Thursday, April 12, 2007

Pharmacists and Contraceptives

Over the past few years, the issue of whether pharmacists should be required to dispense so-called "morning after" birth control pills has been debated widely in Washington State. Today, the Pharmacy Board, after a substantial amount of discussion, consideration, and re-consideration of proposed rules, unanimously voted to require drug stores to dispense lawful prescriptions while allowing individual pharmacists only the discretion to have another pharmacist on-site fill the prescription instead. I find this to be an eminently sensible decision. Without rehashing the entire debate, here is why.

This issue presents a conflict of interests: (1) that of the patient, who has an interest in having a prescription filled and (2) that of the pharmacist, who may harbor moral objections to the particular prescription.

The interests of the patient have been through at least one level of review with a doctor, who wrote the given prescription. This, to me, serves to enhance the validity of the patient's interests. Given that refusals to fill prescriptions have often centered upon prescriptions preventing conception, the interest in avoiding an unwanted pregnancy is generally a very serious one. We must, of course, balance this against the interests of the pharmacist who objects.

The pharmacist's interest, on first blush, is also a fairly strong one - the right to behave in accordance with one's moral, religious, and ethical beliefs. This interest is, however, undermined in that being a pharmacist is a profession licensed by the state. Such licensing creates responsibilities. One such responsibility is to fulfill lawful prescriptions, regardless of personal convictions. The pharmacist is, of course free to seek other lines of work involving no such professional responsibility to the public (working in the pharmaceutical industry, for instance).

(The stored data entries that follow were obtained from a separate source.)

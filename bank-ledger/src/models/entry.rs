//! Ledger entry model.

use chrono::{DateTime, Utc};
use serde::{Deserialize, Serialize};
use sqlx::FromRow;

/// Append-only ledger line. Negative amounts are outflows, positive amounts inflows.
#[derive(Debug, Clone, PartialEq, Eq, FromRow, Serialize, Deserialize)]
pub struct Entry {
    pub id: i64,
    pub account_id: i64,
    pub amount: i64,
    pub created_at: DateTime<Utc>,
}

impl Entry {
    pub fn is_debit(&self) -> bool {
        self.amount < 0
    }

    pub fn is_credit(&self) -> bool {
        self.amount > 0
    }
}

/// Input for posting a single entry.
#[derive(Debug, Clone, Copy, PartialEq, Eq, Serialize, Deserialize)]
pub struct CreateEntry {
    pub account_id: i64,
    pub amount: i64,
}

Weighing the competing interests, then, the balance seems to fall decidedly in favor of the patient's interest. Were doctors able to both create and fill prescriptions this would be a closer call, but currently, the only way to meet the patient's needs in every case is to require pharmacists to dispense all lawful prescriptions. As such, I applaud the Pharmacy Board's decision.


Weiwen Ng said...

yep, sounds like a pretty reasonable step to me also. there's one problem, though. I believe that Washington State is pretty liberal. if they took this model to a conservative state, it might sound reasonable, except that no other pharmacist on site might feel morally able to prescribe emergency or regular contraception.

Katie Cameron said...

Hi Karl-

You are usually close to being right. Nice.